Exploring Connections between Commensal Bacteria, Metabolites and Small Intestine Stromal Cells using ‘Omics Approaches

Abstract

The intestine is colonized by a complex community of bacteria, termed the intestinal microbiota, that have considerable effects on intestinal immunity. One mechanism by which the microbiota influences the host is by altering the complement of metabolites that are available to the host. Stromal cells, inclusive of lymphatic endothelial cells (LEC) and mesenchymal stromal cells (MSC), support immune responses by providing structural support and direct signals to immune cells. Despite established microbiota-immune and stromal-immune interactions, how the microbiota influences intestinal MSC (iMSC) and LEC is not well defined.
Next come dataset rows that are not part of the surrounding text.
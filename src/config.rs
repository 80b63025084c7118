//! Tollgate configuration.

use crate::TollgateError;
use std::time::Duration;

/// Environment variable consulted first for the authority consumer key.
pub const ENV_CONSUMER_KEY: &str = "LMFWC_CONSUMER_KEY";

/// Environment variable consulted first for the authority consumer secret.
pub const ENV_CONSUMER_SECRET: &str = "LMFWC_CONSUMER_SECRET";

/// Upper bound for per-request timeouts against the authority.
pub const MAX_REQUEST_TIMEOUT: Duration = Duration::from_secs(30);

/// How the grace window is anchored when the authority fails or is unreachable.
///
/// Exactly one strategy is authoritative per deployment.
#[derive(Debug, Clone, Copy, PartialEq, Eq, Default)]
pub enum GraceAnchor {
    /// Anchor on the last server-confirmed valid response plus
    /// [`TollgateConfig::last_ok_grace_days`].
    #[default]
    LastConfirmed,

    /// Anchor on the license expiry plus the settings' `billing_grace_days`,
    /// frozen by a grace lock the first time grace is entered.
    Expiry,
}

/// HTTP Basic credentials for the licensing authority.
#[derive(Clone, PartialEq, Eq)]
pub struct ConsumerCredentials {
    /// Consumer key (Basic auth user).
    pub key: String,
    /// Consumer secret (Basic auth password).
    pub secret: String,
}

impl ConsumerCredentials {
    /// Build credentials, returning `None` if either half is blank.
    pub fn new(key: &str, secret: &str) -> Option<Self> {
        let (key, secret) = (key.trim(), secret.trim());
        if key.is_empty() || secret.is_empty() {
            return None;
        }
        Some(Self {
            key: key.to_string(),
            secret: secret.to_string(),
        })
    }

    /// Read credentials from the process environment.
    pub fn from_env() -> Option<Self> {
        let key = std::env::var(ENV_CONSUMER_KEY).ok()?;
        let secret = std::env::var(ENV_CONSUMER_SECRET).ok()?;
        Self::new(&key, &secret)
    }
}

impl std::fmt::Debug for ConsumerCredentials {
    fn fmt(&self, f: &mut std::fmt::Formatter<'_>) -> std::fmt::Result {
        f.debug_struct("ConsumerCredentials")
            .field("key", &self.key)
            .field("secret", &"<redacted>")
            .finish()
    }
}

/// Configuration for Tollgate license enforcement.
///
/// Product constants should be hard-coded in the application, not read
/// from the environment, so the pinned authority cannot be redirected.
#[derive(Debug, Clone)]
pub struct TollgateConfig {
    /// Application name (e.g., "helpdesk")
    pub app_name: &'static str,

    /// Product identifier sent to the authority with every request.
    pub product_id: &'static str,

    /// Pinned licensing authority host (no scheme, no path).
    /// SECURITY: This should be hard-coded in your application, not from environment.
    pub authority_host: &'static str,

    /// Base path of the license REST API on the authority.
    pub api_base_path: &'static str,

    /// User-Agent product identifier.
    pub user_agent_product: &'static str,

    /// Namespace for the TrustCache keys.
    pub cache_namespace: &'static str,

    /// Namespace for the settings document and audit log on disk.
    pub storage_namespace: &'static str,

    /// Timeout applied to every outbound licensing call.
    pub request_timeout: Duration,

    /// Grace anchoring strategy.
    pub grace_anchor: GraceAnchor,

    /// Fixed grace days used by [`GraceAnchor::LastConfirmed`].
    pub last_ok_grace_days: i64,

    /// Age after which a cached `valid`/`invalid`/`unknown` verdict is refreshed.
    pub recheck_after: Duration,

    /// Age after which a cached `grace` verdict is refreshed.
    pub grace_recheck_after: Duration,

    /// Authority credentials from site configuration (environment wins).
    pub credentials: Option<ConsumerCredentials>,

    /// Application version reported to the authority and the audit trail.
    pub app_version: &'static str,
}

impl TollgateConfig {
    /// Configuration for the given product with the default tolerances.
    pub fn new(app_name: &'static str, product_id: &'static str, authority_host: &'static str) -> Self {
        Self {
            app_name,
            product_id,
            authority_host,
            api_base_path: "/wp-json/lmfwc/v2/licenses",
            user_agent_product: app_name,
            cache_namespace: app_name,
            storage_namespace: app_name,
            request_timeout: Duration::from_secs(15),
            grace_anchor: GraceAnchor::LastConfirmed,
            last_ok_grace_days: 30,
            recheck_after: Duration::from_secs(60 * 60),
            grace_recheck_after: Duration::from_secs(6 * 60 * 60),
            credentials: None,
            app_version: "unknown",
        }
    }

    /// Validate configuration for obvious errors.
    pub fn validate(&self) -> Result<(), TollgateError> {
        if self.authority_host.is_empty() {
            return Err(TollgateError::ConfigError(
                "authority_host cannot be empty".to_string(),
            ));
        }
        if self.authority_host.contains("://") || self.authority_host.contains('/') {
            return Err(TollgateError::ConfigError(format!(
                "authority_host must be a bare host, got {}",
                self.authority_host
            )));
        }
        if self.product_id.is_empty() {
            return Err(TollgateError::ConfigError(
                "product_id cannot be empty".to_string(),
            ));
        }
        if self.cache_namespace.is_empty() || self.storage_namespace.is_empty() {
            return Err(TollgateError::ConfigError(
                "cache_namespace and storage_namespace cannot be empty".to_string(),
            ));
        }
        if self.request_timeout.is_zero() || self.request_timeout > MAX_REQUEST_TIMEOUT {
            return Err(TollgateError::ConfigError(format!(
                "request_timeout must be within (0, {}s], got {:?}",
                MAX_REQUEST_TIMEOUT.as_secs(),
                self.request_timeout
            )));
        }
        if self.last_ok_grace_days < 0 {
            return Err(TollgateError::ConfigError(
                "last_ok_grace_days cannot be negative".to_string(),
            ));
        }
        Ok(())
    }

    /// Resolve authority credentials: environment, then config, then settings.
    pub fn resolve_credentials(
        &self,
        stored: Option<&ConsumerCredentials>,
    ) -> Option<ConsumerCredentials> {
        ConsumerCredentials::from_env()
            .or_else(|| self.credentials.clone())
            .or_else(|| stored.cloned())
    }
}

#[cfg(test)]
mod tests {
    use super::*;

    fn test_config() -> TollgateConfig {
        TollgateConfig::new("helpdesk", "helpdesk-ai", "brvsoftware.com")
    }

    #[test]
    fn test_defaults_validate() {
        let config = test_config();
        assert!(config.validate().is_ok());
        assert_eq!(config.request_timeout, Duration::from_secs(15));
        assert_eq!(config.grace_anchor, GraceAnchor::LastConfirmed);
        assert_eq!(config.last_ok_grace_days, 30);
    }

    #[test]
    fn test_host_with_scheme_rejected() {
        let mut config = test_config();
        config.authority_host = "https://brvsoftware.com";
        assert!(matches!(config.validate(), Err(TollgateError::ConfigError(_))));
    }

    #[test]
    fn test_timeout_bounds() {
        let mut config = test_config();
        config.request_timeout = Duration::ZERO;
        assert!(config.validate().is_err());
        config.request_timeout = Duration::from_secs(60);
        assert!(config.validate().is_err());
    }

    #[test]
    fn test_blank_credentials_are_none() {
        assert!(ConsumerCredentials::new("ck_abc", "  ").is_none());
        assert!(ConsumerCredentials::new("ck_abc", "cs_def").is_some());
    }

    #[test]
    fn test_credentials_debug_redacts_secret() {
        let creds = ConsumerCredentials::new("ck_abc", "cs_def").unwrap();
        let rendered = format!("{:?}", creds);
        assert!(rendered.contains("ck_abc"));
        assert!(!rendered.contains("cs_def"));
    }

    #[test]
    fn test_stored_credentials_used_last() {
        let config = test_config();
        let stored = ConsumerCredentials::new("ck_stored", "cs_stored").unwrap();
        // Environment is not set under test; config has none, so the stored pair wins.
        if ConsumerCredentials::from_env().is_none() {
            assert_eq!(config.resolve_credentials(Some(&stored)), Some(stored));
        }
    }
}
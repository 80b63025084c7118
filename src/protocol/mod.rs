//! Authority wire protocol: status model, response shapes and timestamps.

pub mod models;
pub mod shapes;
pub mod timestamps;
//! Collaborator stores: settings document, trust cache and audit trail.

pub mod audit;
pub mod cache;
pub mod settings;
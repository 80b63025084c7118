//! # Tollgate
//!
//! **License enforcement with a bounded grace window and a process-wide egress guard.**
//!
//! Tollgate periodically proves entitlement to a remote licensing authority
//! (License Manager for WooCommerce REST API), tolerates that authority being
//! unreachable for a bounded grace window, caches the resulting trust verdict
//! for fast per-request checks, and wraps the process's outbound HTTP path so
//! that no integration can send anything while the license is not in good
//! standing.
//!
//! ## Features
//!
//! - **Activation protocol**: activate, reactivate, deactivate and validate
//! - **Grace window**: anchored on the last confirmed check or on the expiry,
//!   with a grace lock that freezes the deadline on first entry
//! - **Domain pinning**: request target and post-redirect host must be the
//!   pinned authority, or the call fails closed
//! - **Egress guard**: every outbound call goes through the license policy
//! - **Audit trail**: one masked, size-bounded record per operation
//!
//! ## Quickstart
//!
//! ```no_run
//! use std::sync::Arc;
//! use tollgate::{EgressGuard, LicenseClient, TollgateConfig};
//!
//! fn main() -> Result<(), tollgate::TollgateError> {
//!     let mut config = TollgateConfig::new("helpdesk", "helpdesk-ai", "brvsoftware.com");
//!     config.app_version = "1.4.0";
//!
//!     let client = Arc::new(LicenseClient::new(config)?);
//!     let outcome = client.activate(Some("LICENSE-KEY-HERE"))?;
//!     println!("activate: ok={} status={}", outcome.ok, outcome.status);
//!
//!     // From here on every call through the global dispatcher is policed.
//!     EgressGuard::global(&client).install();
//!
//!     let gate = client.gatekeeper()?;
//!     println!("gate: ok={} status={}", gate.ok, gate.status);
//!     Ok(())
//! }
//! ```
//!
//! ## Threat Model
//!
//! Tollgate protects against:
//! - **Redirect substitution**: a forged "success" served from another host is rejected
//! - **Silent deadline sliding**: the grace deadline is locked once grace begins
//! - **Policy escape**: integrations that send through the dispatcher cannot bypass the guard
//!
//! Tollgate does **not** prevent binary patching, or code that opens its own
//! sockets instead of using the dispatcher.
//!
//! ## Configuration
//!
//! - `authority_host`: Pinned licensing host (bare host, no scheme)
//! - `grace_anchor`: `LastConfirmed` (default) or `Expiry`
//! - `recheck_after` / `grace_recheck_after`: Cached verdict lifetimes
//! - Consumer credentials: `LMFWC_CONSUMER_KEY` / `LMFWC_CONSUMER_SECRET`,
//!   then config, then the settings document
//!
//! See [`TollgateConfig`] for full documentation.

#![deny(missing_docs)]
#![doc(html_root_url = "https://docs.rs/tollgate/0.1.0")]

// Core modules
pub mod clock;
pub mod config;
pub mod device;
pub mod errors;

// Protocol layer
pub mod protocol;

// Client layer
pub mod client;

// Storage layer
pub mod store;

// Policy layer
pub mod policy;

// Egress guard
pub mod guard;

// Manager (main public API)
pub mod manager;

// Optional integrations
pub mod integrations;

// Re-exports for public API
pub use client::transport::{HttpDispatcher, OutboundRequest, Transport, TransportResponse};
pub use clock::{Clock, SystemClock};
pub use config::{ConsumerCredentials, GraceAnchor, TollgateConfig};
pub use errors::TollgateError;
pub use guard::{EgressGuard, EgressPolicy, Revalidate};
pub use integrations::scheduler::{spawn_hourly, PeriodicCheck, ScheduleHandle};
pub use manager::{GateVerdict, LicenseClient, LicenseOutcome, LicenseStores, OutcomeStatus};
pub use protocol::models::{CheckStatus, TrustStatus};

#[cfg(any(test, feature = "test-seams"))]
pub use clock::MockClock;
//! End-of-run error export
//!
//! Failed tickets are the only externally visible artifact of the
//! partial-failure policy: one CSV row per abandoned ticket, every field
//! quoted, CRLF line endings, written next to the run's other outputs.

use std::io::Write;
use std::path::{Path, PathBuf};

use chrono::{DateTime, Utc};
use tracing::info;

use super::FailedTicket;

/// File name prefix of the error export.
pub const ERROR_CSV_PREFIX: &str = "dispatch_errors_";

const HEADER: [&str; 7] = [
    "ticket",
    "contractor_name",
    "contract_id",
    "contact_phone",
    "rank",
    "stage",
    "reason",
];

/// Write the error CSV into `dir`, named with the run timestamp.
/// Returns the path of the written file.
pub fn write_error_csv(
    dir: &Path,
    at: DateTime<Utc>,
    failures: &[FailedTicket],
) -> std::io::Result<PathBuf> {
    let file_name = format!("{}{}.csv", ERROR_CSV_PREFIX, at.format("%Y%m%d%H%M%S"));
    let path = dir.join(file_name);
    let mut file = std::fs::File::create(&path)?;

    write_row(&mut file, HEADER.iter().map(|s| s.to_string()))?;
    for failure in failures {
        write_row(
            &mut file,
            [
                failure.ticket.0.to_string(),
                failure.contractor_name.clone().unwrap_or_default(),
                failure.contract_id.clone().unwrap_or_default(),
                failure.contact_phone.clone().unwrap_or_default(),
                failure.rank.map(|r| r.to_string()).unwrap_or_default(),
                failure.stage.to_string(),
                failure.reason.clone(),
            ]
            .into_iter(),
        )?;
    }

    info!(path = %path.display(), rows = failures.len(), "error CSV written");
    Ok(path)
}

fn write_row<W: Write>(
    writer: &mut W,
    fields: impl Iterator<Item = String>,
) -> std::io::Result<()> {
    let quoted: Vec<String> = fields
        .map(|f| format!("\"{}\"", f.replace('"', "\"\"")))
        .collect();
    write!(writer, "{}\r\n", quoted.join(","))
}

#[cfg(test)]
mod tests {
    use super::*;
    use crate::batch::FailureStage;
    use crate::rank::Rank;
    use crate::ticket::TicketId;
    use chrono::TimeZone;
    use uuid::Uuid;

    fn failure(reason: &str) -> FailedTicket {
        FailedTicket {
            ticket: TicketId(Uuid::from_u128(5)),
            contractor_name: Some("Acme \"East\"".to_string()),
            contract_id: Some("C-001".to_string()),
            contact_phone: None,
            rank: Some(Rank::B),
            stage: FailureStage::Commit,
            reason: reason.to_string(),
        }
    }

    #[test]
    fn writes_header_and_quoted_rows() {
        let dir = tempfile::tempdir().unwrap();
        let at = Utc.with_ymd_and_hms(2024, 6, 10, 9, 30, 0).unwrap();

        let path = write_error_csv(dir.path(), at, &[failure("update rejected")]).unwrap();
        assert_eq!(
            path.file_name().unwrap().to_str().unwrap(),
            "dispatch_errors_20240610093000.csv"
        );

        let content = std::fs::read_to_string(&path).unwrap();
        let lines: Vec<&str> = content.split("\r\n").filter(|l| !l.is_empty()).collect();
        assert_eq!(lines.len(), 2);
        assert!(lines[0].starts_with("\"ticket\""));
        // Embedded quotes are doubled, all fields quoted.
        assert!(lines[1].contains("\"Acme \"\"East\"\"\""));
        assert!(lines[1].contains("\"commit\""));
        assert!(lines[1].contains("\"B\""));
    }

    #[test]
    fn empty_failure_list_writes_header_only() {
        let dir = tempfile::tempdir().unwrap();
        let at = Utc.with_ymd_and_hms(2024, 6, 10, 9, 30, 0).unwrap();

        let path = write_error_csv(dir.path(), at, &[]).unwrap();
        let content = std::fs::read_to_string(&path).unwrap();
        assert_eq!(content.matches("\r\n").count(), 1);
    }
}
This thesis was driven by the hypothesis that bacteria-induced metabolites influence the development and regulation of intestinal stromal cells. To assess this, we profiled metabolites in the intestinal tract, serum, peritoneal fluid, liver, spleen and urine of germ-free (GF), gnotobiotic and specific-pathogen-free (SPF) mice. We analyzed metabolites in weanling and adult mice and male and female mice. This revealed the relative impact of microbiota, age and sex on metabolism and highlighted cases where microbial-induced metabolites were dependent on age and sex. We found that colonization impacts the structure and function of intestinal lymphatics by performing in vivo lipid transport assays and whole mount imaging of small intestine tissues. By performing single cell RNA and ATAC sequencing, we uncover 4 main subclusters of iMSC: FB1, FB2, telocytes and myocytes. We found that all subclusters were present in GF and SPF mice, however there was an expansion of telocytes and contraction of FB2 in female SPF mice compared to GF. We uncover subset-specific regulation of genes relating to epithelial, immune and extracellular matrix deposition and found that myocytes were particularly responsive to the microbiota. In response to microbial colonization, myocytes upregulate interleukin-33 (IL33), potentially through epigenetic modification. Finally, ablation of IL33 in iMSC decreases tissue Il33 levels in the jejunum and increase inflammatory tone, suggesting that iMSC-derived IL33 is a regulator of tissue homeostasis. Collectively, this thesis contributes to our understanding of how microbes regulate metabolism and how the microbiota affects the structure and function of stromal cells in the intestine. This information could be leveraged to develop stromal-based therapies to maintain intestinal health.